Exercise description: Each line below with the word "RegionRequest" needs to be copied.

Materials provided:
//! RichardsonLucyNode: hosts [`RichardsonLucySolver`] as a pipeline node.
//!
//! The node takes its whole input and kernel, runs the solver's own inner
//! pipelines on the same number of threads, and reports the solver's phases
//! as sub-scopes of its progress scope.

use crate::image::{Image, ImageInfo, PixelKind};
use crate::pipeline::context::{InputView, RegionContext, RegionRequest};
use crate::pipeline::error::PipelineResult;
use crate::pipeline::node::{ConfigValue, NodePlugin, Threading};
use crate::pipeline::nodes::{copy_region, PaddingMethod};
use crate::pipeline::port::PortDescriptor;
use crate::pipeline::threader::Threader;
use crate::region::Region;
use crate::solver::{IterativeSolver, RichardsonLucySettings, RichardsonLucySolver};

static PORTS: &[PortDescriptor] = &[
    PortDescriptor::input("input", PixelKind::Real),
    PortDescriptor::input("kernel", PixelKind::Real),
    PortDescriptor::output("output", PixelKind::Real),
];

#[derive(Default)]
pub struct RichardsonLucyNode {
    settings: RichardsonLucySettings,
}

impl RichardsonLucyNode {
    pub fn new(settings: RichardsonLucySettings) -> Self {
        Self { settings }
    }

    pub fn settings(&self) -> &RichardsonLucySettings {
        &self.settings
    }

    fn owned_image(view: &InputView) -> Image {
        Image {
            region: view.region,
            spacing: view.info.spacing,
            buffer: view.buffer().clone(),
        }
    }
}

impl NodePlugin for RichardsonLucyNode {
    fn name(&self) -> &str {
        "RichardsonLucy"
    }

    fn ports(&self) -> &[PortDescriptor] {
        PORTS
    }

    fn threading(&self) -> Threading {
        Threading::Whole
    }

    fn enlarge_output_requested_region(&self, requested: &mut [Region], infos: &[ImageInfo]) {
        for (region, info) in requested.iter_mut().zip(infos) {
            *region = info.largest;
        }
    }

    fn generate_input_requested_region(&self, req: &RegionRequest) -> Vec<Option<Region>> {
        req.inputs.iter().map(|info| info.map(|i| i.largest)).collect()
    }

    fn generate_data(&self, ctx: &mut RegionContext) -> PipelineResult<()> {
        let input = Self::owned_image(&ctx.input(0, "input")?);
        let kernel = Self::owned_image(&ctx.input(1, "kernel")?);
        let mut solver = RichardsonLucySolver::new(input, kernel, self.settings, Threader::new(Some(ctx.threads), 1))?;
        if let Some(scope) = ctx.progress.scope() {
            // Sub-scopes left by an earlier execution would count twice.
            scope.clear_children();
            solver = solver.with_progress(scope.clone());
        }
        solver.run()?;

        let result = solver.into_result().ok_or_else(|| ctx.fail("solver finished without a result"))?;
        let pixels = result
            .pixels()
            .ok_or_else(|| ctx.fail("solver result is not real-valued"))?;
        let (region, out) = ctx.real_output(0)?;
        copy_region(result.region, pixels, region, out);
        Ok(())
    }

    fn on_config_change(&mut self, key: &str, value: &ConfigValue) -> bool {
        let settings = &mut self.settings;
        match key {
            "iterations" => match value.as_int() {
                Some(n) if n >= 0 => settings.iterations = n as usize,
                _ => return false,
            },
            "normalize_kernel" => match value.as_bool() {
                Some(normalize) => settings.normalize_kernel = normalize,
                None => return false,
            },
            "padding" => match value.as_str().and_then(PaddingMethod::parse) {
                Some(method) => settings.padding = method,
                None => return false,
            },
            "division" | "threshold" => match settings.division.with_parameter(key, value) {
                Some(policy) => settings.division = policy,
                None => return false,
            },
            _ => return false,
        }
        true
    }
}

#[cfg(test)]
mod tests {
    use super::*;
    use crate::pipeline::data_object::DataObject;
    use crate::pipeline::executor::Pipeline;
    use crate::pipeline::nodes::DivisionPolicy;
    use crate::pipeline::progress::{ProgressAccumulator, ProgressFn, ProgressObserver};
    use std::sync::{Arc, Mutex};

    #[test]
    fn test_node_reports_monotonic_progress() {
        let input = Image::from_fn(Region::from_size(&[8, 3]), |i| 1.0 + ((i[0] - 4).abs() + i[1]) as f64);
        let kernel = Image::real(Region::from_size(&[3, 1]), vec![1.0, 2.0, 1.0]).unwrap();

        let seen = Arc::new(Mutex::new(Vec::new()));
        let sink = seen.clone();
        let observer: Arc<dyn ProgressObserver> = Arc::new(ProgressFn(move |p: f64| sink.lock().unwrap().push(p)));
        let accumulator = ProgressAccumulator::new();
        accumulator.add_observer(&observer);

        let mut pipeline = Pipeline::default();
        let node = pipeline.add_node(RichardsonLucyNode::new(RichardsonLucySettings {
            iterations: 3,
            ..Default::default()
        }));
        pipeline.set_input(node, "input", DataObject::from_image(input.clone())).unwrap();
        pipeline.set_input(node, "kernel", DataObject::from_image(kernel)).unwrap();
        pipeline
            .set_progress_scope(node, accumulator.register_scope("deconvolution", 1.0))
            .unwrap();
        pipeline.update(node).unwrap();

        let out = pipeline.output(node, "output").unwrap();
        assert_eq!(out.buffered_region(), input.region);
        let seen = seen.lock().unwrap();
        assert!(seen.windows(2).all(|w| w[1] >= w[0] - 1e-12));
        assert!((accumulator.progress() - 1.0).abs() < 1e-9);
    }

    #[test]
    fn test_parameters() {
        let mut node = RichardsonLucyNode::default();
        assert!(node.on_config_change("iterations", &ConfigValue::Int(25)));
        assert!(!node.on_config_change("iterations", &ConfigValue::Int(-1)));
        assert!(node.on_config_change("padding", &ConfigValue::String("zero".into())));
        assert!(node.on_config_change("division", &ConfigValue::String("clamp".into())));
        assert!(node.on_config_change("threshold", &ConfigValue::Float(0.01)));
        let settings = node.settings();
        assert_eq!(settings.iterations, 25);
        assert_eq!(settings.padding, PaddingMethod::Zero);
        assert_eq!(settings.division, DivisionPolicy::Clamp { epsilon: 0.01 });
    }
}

Your response:
use crate::pipeline::context::{InputView, RegionContext, RegionRequest};
    fn generate_input_requested_region(&self, req: &RegionRequest) -> Vec<Option<Region>> {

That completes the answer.